Source information
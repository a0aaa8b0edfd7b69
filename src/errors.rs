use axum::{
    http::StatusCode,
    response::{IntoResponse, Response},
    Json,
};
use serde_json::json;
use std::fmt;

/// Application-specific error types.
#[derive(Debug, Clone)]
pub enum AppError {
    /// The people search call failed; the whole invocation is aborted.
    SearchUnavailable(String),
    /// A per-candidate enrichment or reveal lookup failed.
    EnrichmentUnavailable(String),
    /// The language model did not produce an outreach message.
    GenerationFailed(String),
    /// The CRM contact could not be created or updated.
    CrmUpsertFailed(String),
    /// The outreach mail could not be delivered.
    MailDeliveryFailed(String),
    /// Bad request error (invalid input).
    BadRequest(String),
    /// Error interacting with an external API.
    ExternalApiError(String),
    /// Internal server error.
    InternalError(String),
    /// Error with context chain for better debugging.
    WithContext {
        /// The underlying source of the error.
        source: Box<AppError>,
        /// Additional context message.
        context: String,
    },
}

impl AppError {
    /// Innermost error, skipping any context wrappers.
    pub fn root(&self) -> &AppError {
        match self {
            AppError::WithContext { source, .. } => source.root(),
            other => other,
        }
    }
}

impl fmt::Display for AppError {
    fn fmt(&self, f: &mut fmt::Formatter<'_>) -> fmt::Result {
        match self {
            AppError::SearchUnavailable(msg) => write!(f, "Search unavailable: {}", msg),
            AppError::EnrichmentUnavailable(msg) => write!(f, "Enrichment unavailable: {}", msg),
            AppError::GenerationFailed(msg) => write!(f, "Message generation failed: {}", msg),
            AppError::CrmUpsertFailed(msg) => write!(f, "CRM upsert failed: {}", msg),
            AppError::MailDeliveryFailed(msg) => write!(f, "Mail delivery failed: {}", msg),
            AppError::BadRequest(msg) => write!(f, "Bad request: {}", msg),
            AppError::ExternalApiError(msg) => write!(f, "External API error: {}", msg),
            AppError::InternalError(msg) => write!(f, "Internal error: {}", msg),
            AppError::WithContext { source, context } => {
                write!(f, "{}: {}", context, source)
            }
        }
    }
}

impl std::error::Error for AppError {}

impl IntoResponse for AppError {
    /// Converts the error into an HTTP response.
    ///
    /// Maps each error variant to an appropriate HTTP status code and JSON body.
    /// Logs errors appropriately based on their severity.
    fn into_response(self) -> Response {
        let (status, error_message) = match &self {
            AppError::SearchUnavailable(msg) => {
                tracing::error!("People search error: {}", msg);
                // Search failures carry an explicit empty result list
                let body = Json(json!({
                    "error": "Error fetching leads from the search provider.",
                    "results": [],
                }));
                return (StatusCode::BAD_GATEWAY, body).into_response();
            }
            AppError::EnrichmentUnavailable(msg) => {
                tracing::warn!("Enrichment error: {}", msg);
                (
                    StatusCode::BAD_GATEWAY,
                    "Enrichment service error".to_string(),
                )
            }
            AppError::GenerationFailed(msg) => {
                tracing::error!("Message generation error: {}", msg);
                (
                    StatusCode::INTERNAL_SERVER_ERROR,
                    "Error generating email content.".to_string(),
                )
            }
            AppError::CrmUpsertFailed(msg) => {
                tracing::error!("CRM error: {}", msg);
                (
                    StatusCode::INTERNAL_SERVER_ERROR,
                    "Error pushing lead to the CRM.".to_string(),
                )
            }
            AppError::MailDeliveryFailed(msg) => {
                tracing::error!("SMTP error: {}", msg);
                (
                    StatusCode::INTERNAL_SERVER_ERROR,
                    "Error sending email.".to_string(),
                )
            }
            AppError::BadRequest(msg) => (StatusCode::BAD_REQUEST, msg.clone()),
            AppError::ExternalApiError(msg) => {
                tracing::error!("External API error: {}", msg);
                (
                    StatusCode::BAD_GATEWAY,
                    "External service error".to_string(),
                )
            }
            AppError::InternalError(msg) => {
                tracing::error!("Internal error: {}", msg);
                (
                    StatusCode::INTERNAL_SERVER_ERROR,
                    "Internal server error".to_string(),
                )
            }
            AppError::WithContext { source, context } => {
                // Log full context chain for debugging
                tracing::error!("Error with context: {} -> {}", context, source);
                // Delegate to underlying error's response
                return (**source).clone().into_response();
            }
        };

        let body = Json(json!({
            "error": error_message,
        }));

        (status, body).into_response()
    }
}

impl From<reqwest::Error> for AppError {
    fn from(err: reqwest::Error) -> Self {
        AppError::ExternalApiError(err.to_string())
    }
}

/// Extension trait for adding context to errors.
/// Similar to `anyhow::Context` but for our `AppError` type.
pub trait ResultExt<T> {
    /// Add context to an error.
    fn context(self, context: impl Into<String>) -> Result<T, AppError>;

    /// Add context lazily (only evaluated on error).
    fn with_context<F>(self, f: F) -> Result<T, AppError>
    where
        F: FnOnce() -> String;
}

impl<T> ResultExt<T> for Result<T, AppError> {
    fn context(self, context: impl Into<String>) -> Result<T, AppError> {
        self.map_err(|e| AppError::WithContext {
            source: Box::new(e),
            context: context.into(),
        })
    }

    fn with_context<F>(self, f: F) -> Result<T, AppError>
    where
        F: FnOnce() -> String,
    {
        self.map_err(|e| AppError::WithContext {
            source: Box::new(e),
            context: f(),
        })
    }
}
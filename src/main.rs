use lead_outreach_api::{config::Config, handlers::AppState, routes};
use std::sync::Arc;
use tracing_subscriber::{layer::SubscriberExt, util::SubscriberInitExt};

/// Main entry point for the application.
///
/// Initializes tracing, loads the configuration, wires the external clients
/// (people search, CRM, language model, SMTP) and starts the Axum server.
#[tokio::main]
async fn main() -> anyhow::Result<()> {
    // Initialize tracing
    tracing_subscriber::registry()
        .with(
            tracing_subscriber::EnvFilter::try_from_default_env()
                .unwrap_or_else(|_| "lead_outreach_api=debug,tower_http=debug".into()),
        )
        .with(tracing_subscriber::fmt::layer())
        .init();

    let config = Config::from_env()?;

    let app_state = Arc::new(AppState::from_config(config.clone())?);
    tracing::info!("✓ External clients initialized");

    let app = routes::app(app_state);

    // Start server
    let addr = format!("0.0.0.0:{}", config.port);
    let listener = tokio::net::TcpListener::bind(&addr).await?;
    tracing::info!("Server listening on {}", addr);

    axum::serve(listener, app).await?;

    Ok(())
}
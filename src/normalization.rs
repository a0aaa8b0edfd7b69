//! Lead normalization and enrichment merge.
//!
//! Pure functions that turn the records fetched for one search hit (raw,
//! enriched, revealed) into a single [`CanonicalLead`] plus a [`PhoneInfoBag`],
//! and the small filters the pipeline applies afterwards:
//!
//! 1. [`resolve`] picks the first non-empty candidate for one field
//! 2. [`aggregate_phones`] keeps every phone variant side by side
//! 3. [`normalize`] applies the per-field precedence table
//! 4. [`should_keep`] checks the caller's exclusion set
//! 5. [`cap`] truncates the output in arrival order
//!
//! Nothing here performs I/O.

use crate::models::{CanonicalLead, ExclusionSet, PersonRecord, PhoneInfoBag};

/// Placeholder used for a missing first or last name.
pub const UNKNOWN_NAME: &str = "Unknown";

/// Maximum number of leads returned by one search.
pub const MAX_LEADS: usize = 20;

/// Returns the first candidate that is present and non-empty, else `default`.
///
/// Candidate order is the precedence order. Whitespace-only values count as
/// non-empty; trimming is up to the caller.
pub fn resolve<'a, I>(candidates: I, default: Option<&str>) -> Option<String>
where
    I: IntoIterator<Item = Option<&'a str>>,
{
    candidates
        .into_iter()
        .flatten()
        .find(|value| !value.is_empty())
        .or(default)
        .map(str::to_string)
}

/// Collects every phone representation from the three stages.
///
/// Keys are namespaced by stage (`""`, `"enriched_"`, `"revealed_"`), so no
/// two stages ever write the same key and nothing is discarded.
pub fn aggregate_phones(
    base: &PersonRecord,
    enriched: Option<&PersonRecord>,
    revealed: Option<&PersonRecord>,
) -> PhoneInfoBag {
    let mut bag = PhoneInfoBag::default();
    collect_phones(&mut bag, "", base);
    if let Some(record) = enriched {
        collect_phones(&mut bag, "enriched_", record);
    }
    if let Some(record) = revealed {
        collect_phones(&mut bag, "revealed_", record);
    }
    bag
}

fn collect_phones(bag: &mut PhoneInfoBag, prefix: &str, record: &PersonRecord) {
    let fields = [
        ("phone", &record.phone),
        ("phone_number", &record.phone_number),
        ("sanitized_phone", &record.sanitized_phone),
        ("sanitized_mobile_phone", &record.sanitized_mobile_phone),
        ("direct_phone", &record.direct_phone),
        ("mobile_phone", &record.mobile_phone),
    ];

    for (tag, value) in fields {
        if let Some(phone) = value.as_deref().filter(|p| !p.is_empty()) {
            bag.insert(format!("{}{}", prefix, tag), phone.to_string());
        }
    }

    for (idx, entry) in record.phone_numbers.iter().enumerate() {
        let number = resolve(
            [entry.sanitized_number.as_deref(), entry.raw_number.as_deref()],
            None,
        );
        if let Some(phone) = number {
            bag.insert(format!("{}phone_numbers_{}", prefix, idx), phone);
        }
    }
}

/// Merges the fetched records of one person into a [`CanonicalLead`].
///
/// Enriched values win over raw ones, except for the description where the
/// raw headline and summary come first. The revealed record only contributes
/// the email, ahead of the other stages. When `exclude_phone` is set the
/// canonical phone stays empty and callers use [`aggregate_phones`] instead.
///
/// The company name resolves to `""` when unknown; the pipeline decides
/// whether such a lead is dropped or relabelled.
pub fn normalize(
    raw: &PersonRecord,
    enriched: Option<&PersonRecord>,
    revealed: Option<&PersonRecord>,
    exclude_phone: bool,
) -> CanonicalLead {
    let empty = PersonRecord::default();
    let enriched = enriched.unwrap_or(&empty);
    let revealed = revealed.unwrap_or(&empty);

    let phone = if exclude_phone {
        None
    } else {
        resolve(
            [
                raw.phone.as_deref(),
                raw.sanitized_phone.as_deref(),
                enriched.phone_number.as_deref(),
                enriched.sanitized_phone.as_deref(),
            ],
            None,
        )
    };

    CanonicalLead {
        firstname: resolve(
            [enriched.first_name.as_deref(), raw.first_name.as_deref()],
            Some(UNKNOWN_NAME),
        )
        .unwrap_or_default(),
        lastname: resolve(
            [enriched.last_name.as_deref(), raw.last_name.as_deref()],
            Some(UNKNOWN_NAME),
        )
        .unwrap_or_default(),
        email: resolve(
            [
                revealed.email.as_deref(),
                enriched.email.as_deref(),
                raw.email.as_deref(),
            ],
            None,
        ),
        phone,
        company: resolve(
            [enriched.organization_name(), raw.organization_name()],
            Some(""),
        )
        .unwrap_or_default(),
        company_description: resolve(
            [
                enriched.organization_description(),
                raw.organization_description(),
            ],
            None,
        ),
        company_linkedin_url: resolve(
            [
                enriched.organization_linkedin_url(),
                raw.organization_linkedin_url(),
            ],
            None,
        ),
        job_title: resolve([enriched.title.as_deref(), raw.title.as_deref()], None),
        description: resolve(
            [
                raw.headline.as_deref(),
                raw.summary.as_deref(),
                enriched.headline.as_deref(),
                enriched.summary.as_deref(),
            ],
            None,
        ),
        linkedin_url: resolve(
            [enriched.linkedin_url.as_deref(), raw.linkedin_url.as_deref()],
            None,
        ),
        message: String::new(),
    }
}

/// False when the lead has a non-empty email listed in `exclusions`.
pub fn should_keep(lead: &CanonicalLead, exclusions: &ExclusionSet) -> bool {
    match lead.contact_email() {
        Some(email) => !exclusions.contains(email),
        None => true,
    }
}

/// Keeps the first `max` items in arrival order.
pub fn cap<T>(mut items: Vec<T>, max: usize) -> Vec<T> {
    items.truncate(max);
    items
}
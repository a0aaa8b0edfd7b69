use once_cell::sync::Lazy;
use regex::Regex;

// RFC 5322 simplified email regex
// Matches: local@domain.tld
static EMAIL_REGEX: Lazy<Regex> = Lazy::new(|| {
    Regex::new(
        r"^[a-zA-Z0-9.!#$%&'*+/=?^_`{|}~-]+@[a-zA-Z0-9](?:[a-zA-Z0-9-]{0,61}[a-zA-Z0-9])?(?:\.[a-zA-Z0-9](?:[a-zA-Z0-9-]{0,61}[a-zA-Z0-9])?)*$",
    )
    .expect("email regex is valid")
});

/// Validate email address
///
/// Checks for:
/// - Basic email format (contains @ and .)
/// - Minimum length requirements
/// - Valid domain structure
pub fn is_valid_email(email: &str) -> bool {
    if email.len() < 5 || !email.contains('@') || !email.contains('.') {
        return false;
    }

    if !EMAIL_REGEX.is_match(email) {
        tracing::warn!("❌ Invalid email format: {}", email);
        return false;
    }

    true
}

---

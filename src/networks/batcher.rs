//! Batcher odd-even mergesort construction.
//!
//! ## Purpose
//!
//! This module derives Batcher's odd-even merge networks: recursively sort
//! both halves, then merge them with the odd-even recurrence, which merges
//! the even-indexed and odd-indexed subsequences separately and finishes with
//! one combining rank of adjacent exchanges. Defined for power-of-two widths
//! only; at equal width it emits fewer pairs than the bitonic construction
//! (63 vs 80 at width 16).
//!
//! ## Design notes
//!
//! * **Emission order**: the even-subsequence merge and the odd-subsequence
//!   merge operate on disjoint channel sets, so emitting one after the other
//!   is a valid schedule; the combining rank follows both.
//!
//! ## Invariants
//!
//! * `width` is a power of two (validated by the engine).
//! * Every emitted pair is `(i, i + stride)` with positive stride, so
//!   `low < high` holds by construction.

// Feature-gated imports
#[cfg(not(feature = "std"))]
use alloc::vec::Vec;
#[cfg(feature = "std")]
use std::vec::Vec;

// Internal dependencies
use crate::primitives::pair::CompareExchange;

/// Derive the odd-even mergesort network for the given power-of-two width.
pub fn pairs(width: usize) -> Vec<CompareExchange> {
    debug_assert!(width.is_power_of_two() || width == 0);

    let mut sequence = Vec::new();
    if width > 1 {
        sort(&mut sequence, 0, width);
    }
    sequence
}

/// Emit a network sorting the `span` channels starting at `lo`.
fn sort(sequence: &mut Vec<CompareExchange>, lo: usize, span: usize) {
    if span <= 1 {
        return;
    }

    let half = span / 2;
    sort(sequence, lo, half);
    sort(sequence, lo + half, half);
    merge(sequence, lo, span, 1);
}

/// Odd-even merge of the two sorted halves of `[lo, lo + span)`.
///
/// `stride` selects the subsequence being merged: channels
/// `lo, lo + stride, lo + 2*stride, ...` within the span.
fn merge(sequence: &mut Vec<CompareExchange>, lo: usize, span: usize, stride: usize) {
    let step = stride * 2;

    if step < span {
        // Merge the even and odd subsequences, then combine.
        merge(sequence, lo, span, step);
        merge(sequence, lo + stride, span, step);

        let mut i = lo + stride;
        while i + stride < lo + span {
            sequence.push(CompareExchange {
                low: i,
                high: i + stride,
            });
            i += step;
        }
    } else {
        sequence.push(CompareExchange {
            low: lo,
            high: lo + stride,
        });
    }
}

---

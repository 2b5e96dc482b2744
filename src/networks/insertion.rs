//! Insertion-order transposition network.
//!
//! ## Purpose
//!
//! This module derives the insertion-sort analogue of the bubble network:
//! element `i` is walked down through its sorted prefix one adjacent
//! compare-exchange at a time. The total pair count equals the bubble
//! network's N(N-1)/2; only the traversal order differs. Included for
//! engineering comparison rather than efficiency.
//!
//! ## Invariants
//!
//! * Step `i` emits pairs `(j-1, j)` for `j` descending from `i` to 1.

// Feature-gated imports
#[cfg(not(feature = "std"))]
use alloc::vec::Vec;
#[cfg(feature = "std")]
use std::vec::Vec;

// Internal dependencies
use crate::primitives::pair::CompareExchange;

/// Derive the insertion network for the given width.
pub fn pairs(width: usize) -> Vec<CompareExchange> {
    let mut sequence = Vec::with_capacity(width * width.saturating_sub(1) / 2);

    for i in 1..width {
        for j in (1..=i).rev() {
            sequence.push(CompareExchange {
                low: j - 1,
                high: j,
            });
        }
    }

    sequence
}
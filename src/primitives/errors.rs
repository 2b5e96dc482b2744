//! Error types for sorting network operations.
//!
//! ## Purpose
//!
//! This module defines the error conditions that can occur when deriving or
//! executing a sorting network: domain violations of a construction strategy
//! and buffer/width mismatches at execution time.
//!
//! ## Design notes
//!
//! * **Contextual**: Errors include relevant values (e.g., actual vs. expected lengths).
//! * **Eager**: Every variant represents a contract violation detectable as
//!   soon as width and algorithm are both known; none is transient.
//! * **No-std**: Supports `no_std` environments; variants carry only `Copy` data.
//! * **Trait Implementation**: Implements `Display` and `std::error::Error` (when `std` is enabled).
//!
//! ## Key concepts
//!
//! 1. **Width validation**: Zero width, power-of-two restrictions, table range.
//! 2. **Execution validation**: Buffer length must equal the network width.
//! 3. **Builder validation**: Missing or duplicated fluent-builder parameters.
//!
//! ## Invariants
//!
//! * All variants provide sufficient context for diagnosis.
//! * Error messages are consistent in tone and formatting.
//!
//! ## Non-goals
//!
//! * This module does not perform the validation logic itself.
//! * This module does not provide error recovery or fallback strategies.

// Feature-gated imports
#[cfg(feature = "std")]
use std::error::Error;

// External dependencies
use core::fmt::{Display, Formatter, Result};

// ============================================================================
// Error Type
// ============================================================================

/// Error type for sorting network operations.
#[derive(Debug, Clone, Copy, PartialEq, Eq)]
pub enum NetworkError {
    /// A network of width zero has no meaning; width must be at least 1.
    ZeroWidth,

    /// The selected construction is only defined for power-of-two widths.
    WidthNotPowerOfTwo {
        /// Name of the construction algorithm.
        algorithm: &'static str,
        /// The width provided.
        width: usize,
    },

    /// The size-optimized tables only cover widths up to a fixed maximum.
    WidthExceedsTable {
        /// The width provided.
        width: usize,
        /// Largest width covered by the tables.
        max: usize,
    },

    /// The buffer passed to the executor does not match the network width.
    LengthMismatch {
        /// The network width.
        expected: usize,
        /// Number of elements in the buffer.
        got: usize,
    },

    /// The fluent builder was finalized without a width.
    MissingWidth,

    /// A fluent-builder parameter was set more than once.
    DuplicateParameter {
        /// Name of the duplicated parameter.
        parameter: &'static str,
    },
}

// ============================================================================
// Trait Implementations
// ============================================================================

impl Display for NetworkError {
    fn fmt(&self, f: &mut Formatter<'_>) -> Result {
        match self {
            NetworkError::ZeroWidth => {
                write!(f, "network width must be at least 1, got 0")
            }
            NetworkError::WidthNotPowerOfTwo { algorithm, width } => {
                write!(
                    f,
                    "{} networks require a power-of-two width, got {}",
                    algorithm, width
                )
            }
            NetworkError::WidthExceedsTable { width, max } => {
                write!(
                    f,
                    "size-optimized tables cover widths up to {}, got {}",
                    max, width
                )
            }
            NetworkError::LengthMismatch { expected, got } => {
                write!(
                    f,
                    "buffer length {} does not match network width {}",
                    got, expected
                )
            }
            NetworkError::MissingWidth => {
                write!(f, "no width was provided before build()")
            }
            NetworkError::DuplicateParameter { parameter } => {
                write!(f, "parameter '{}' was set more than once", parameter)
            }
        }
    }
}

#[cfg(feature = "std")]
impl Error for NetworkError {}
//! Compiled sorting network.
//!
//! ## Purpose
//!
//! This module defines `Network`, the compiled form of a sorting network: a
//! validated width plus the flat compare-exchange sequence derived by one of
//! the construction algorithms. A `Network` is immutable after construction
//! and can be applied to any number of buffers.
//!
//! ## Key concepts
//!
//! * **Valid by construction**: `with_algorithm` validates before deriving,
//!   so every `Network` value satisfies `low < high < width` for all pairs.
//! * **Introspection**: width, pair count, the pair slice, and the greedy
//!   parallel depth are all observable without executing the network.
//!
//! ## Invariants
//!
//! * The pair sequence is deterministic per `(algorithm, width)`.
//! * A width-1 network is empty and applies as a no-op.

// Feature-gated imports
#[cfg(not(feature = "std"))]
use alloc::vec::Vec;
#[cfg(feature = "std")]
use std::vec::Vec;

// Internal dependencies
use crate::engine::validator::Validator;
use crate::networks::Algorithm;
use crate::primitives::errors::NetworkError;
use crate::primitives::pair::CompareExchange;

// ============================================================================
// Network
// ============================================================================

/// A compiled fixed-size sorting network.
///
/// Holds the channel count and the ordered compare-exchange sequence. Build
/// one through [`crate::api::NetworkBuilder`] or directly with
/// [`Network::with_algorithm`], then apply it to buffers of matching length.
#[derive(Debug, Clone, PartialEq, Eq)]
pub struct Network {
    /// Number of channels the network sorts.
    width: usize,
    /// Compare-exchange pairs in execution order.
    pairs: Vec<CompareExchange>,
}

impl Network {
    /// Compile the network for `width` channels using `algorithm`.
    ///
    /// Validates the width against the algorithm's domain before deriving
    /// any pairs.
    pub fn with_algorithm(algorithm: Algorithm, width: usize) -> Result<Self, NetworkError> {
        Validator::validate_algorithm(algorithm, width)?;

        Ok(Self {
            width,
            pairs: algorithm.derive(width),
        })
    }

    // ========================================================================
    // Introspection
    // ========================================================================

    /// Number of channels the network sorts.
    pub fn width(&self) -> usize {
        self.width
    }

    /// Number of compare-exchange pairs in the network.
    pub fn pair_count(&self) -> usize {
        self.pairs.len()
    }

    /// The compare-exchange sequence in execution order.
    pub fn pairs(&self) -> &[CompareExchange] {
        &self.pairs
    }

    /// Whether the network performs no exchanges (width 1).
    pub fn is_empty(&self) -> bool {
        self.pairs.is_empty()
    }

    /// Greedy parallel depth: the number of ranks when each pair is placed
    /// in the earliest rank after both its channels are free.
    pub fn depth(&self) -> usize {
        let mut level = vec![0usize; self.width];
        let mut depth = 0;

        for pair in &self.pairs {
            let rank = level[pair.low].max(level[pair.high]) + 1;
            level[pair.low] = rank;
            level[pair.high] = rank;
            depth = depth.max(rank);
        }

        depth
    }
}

What is required
Every line containing the string "ZeroWidth" in the entries should be counted; give the resulting number and nothing else.

Answer space
2